- **Collected data entries**

════════════════

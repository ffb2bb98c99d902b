//! Header-only skim of a design file.
//!
//! Walks the token stream without building an AST, recording
//! `(kind, line, column, identifier, identifier2, filename)` for every
//! design-unit header it finds, then resyncing to the next unit. The rows
//! feed the library index directly; indexing routes exclusively through this
//! parser, never through the full parser's AST, so the two are free to
//! disagree about columns in pathological inputs (comments between the
//! keyword and the identifier, extended identifiers).
//!
//! Produces no diagnostics.

use vhdlsense_base::StringTable;

use crate::lexer::Lexer;
use crate::library::{LibraryUnitKind, UnitRow};
use crate::token::{Kind, Version};

pub struct FastParser<'src, 'st> {
    lexer: Lexer<'src, 'st>,
    filename: String,
}

impl<'src, 'st> FastParser<'src, 'st> {
    pub fn new(src: &'src [u8], strings: &'st mut StringTable, filename: &str) -> Self {
        let mut lexer = Lexer::new(src, strings, filename, Version::Vhdl93);
        // first token slot is invalid; skip it
        lexer.scan();
        FastParser {
            lexer,
            filename: filename.to_string(),
        }
    }

    pub fn parse(mut self) -> Vec<UnitRow> {
        let mut result = Vec::new();

        while self.current() != Kind::Eof {
            let unit = match self.current() {
                Kind::KwEntity => self.parse_entity(),
                Kind::KwArchitecture => self.parse_architecture(),
                Kind::KwPackage => {
                    self.scan();
                    if self.current() == Kind::KwBody {
                        self.parse_package_body()
                    } else {
                        self.parse_package()
                    }
                }
                Kind::KwConfiguration => self.parse_configuration(),
                Kind::KwLibrary | Kind::KwUse => {
                    self.scan();
                    self.resync_to_next_unit();
                    None
                }
                _ => {
                    self.resync_to_next_unit();
                    None
                }
            };

            if let Some(unit) = unit {
                result.push(unit);
            }
        }

        result
    }

    fn parse_entity(&mut self) -> Option<UnitRow> {
        let (line, column) = self.here();
        self.scan(); // entity

        if self.current() != Kind::Identifier {
            return None;
        }
        let identifier = self.identifier();
        self.scan();

        Some(UnitRow {
            kind: LibraryUnitKind::Entity,
            line,
            column,
            identifier,
            identifier2: None,
            filename: self.filename.clone(),
            timestamp: 0,
        })
    }

    fn parse_architecture(&mut self) -> Option<UnitRow> {
        let (line, column) = self.here();
        self.scan(); // architecture

        if self.current() != Kind::Identifier {
            return None;
        }
        let identifier = self.identifier();
        self.scan();

        if self.current() != Kind::KwOf {
            return None;
        }
        self.scan();

        if self.current() != Kind::Identifier {
            return None;
        }
        let identifier2 = self.identifier();
        self.scan();

        Some(UnitRow {
            kind: LibraryUnitKind::Architecture,
            line,
            column,
            identifier,
            identifier2: Some(identifier2),
            filename: self.filename.clone(),
            timestamp: 0,
        })
    }

    fn parse_package(&mut self) -> Option<UnitRow> {
        let (line, column) = self.here();

        if self.current() != Kind::Identifier {
            return None;
        }
        let identifier = self.identifier();
        self.scan();

        Some(UnitRow {
            kind: LibraryUnitKind::Package,
            line,
            column,
            identifier,
            identifier2: None,
            filename: self.filename.clone(),
            timestamp: 0,
        })
    }

    fn parse_package_body(&mut self) -> Option<UnitRow> {
        let (line, column) = self.here();
        self.scan(); // body

        if self.current() != Kind::Identifier {
            return None;
        }
        let identifier = self.identifier();
        self.scan();

        Some(UnitRow {
            kind: LibraryUnitKind::PackageBody,
            line,
            column,
            identifier,
            identifier2: None,
            filename: self.filename.clone(),
            timestamp: 0,
        })
    }

    fn parse_configuration(&mut self) -> Option<UnitRow> {
        let (line, column) = self.here();
        self.scan(); // configuration

        if self.current() != Kind::Identifier {
            return None;
        }
        let identifier = self.identifier();
        self.scan();

        if self.current() != Kind::KwOf {
            return None;
        }
        self.scan();

        if self.current() != Kind::Identifier {
            return None;
        }
        let identifier2 = self.identifier();
        self.scan();

        Some(UnitRow {
            kind: LibraryUnitKind::Configuration,
            line,
            column,
            identifier,
            identifier2: Some(identifier2),
            filename: self.filename.clone(),
            timestamp: 0,
        })
    }

    /// Skip until what looks like the start of the next design unit. A
    /// unit-starting keyword straight after `end` is a closing keyword, not
    /// a new unit.
    fn resync_to_next_unit(&mut self) {
        loop {
            self.scan();

            match self.current() {
                Kind::Eof => return,
                Kind::KwLibrary
                | Kind::KwUse
                | Kind::KwArchitecture
                | Kind::KwEntity
                | Kind::KwPackage
                | Kind::KwConfiguration => {
                    if self.lexer.previous_token().kind == Kind::KwEnd {
                        continue;
                    }
                    return;
                }
                _ => {}
            }
        }
    }

    fn here(&self) -> (u32, u32) {
        (self.lexer.current_line(), self.lexer.current_column())
    }

    fn identifier(&mut self) -> String {
        self.lexer.identifier_text()
    }

    fn current(&self) -> Kind {
        self.lexer.current_token().kind
    }

    fn scan(&mut self) {
        self.lexer.scan();
    }
}

#[cfg(test)]
mod tests {
    use super::*;

    fn rows(src: &str) -> Vec<UnitRow> {
        let mut st = StringTable::new();
        FastParser::new(src.as_bytes(), &mut st, "test.vhd").parse()
    }

    #[test]
    fn finds_entity_header() {
        let rows = rows("entity counter is\nend entity counter;");
        assert_eq!(rows.len(), 1);
        assert_eq!(rows[0].kind, LibraryUnitKind::Entity);
        assert_eq!(rows[0].identifier, "counter");
        assert_eq!(rows[0].identifier2, None);
        assert_eq!(rows[0].line, 1);
    }

    #[test]
    fn architecture_records_entity_as_identifier2() {
        let rows = rows("architecture rtl of counter is\nbegin\nend architecture;");
        assert_eq!(rows[0].kind, LibraryUnitKind::Architecture);
        assert_eq!(rows[0].identifier, "rtl");
        assert_eq!(rows[0].identifier2.as_deref(), Some("counter"));
    }

    #[test]
    fn package_and_body_are_distinct_kinds() {
        let rows = rows("package p is\nend package;\npackage body p is\nend package body;");
        assert_eq!(rows.len(), 2);
        assert_eq!(rows[0].kind, LibraryUnitKind::Package);
        assert_eq!(rows[1].kind, LibraryUnitKind::PackageBody);
    }

    #[test]
    fn unit_keyword_after_end_does_not_start_a_unit() {
        // "end entity counter;" must not be mistaken for a new entity
        let rows = rows("entity a is\nend entity a;\nentity b is\nend entity b;");
        assert_eq!(rows.len(), 2);
        assert_eq!(rows[0].identifier, "a");
        assert_eq!(rows[1].identifier, "b");
    }

    #[test]
    fn multiple_units_with_context_clauses() {
        let src = "library ieee;\nuse ieee.std_logic_1164.all;\nentity top is end entity;\narchitecture rtl of top is begin end architecture;";
        let rows = rows(src);
        assert_eq!(rows.len(), 2);
        assert_eq!(rows[0].identifier, "top");
        assert_eq!(rows[1].identifier, "rtl");
    }

    #[test]
    fn line_and_column_point_at_the_keyword() {
        let rows = rows("\n\n  entity late is end entity;");
        assert_eq!(rows[0].line, 3);
        assert!(rows[0].column >= 3);
    }

    #[test]
    fn configuration_header() {
        let rows = rows("configuration cfg of top is\nfor rtl\nend for;\nend configuration;");
        assert_eq!(rows[0].kind, LibraryUnitKind::Configuration);
        assert_eq!(rows[0].identifier, "cfg");
        assert_eq!(rows[0].identifier2.as_deref(), Some("top"));
    }
}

════════════════

- **EXERCISE DESCRIPTION**
Your task is to list each line of the records with the word "LibraryUnitKind".

- **THE ANSWER**
use crate::library::{LibraryUnitKind, UnitRow};
            kind: LibraryUnitKind::Entity,
            kind: LibraryUnitKind::Architecture,
            kind: LibraryUnitKind::Package,
            kind: LibraryUnitKind::PackageBody,
            kind: LibraryUnitKind::Configuration,
        assert_eq!(rows[0].kind, LibraryUnitKind::Entity);
        assert_eq!(rows[0].kind, LibraryUnitKind::Architecture);
        assert_eq!(rows[0].kind, LibraryUnitKind::Package);
        assert_eq!(rows[1].kind, LibraryUnitKind::PackageBody);
        assert_eq!(rows[0].kind, LibraryUnitKind::Configuration);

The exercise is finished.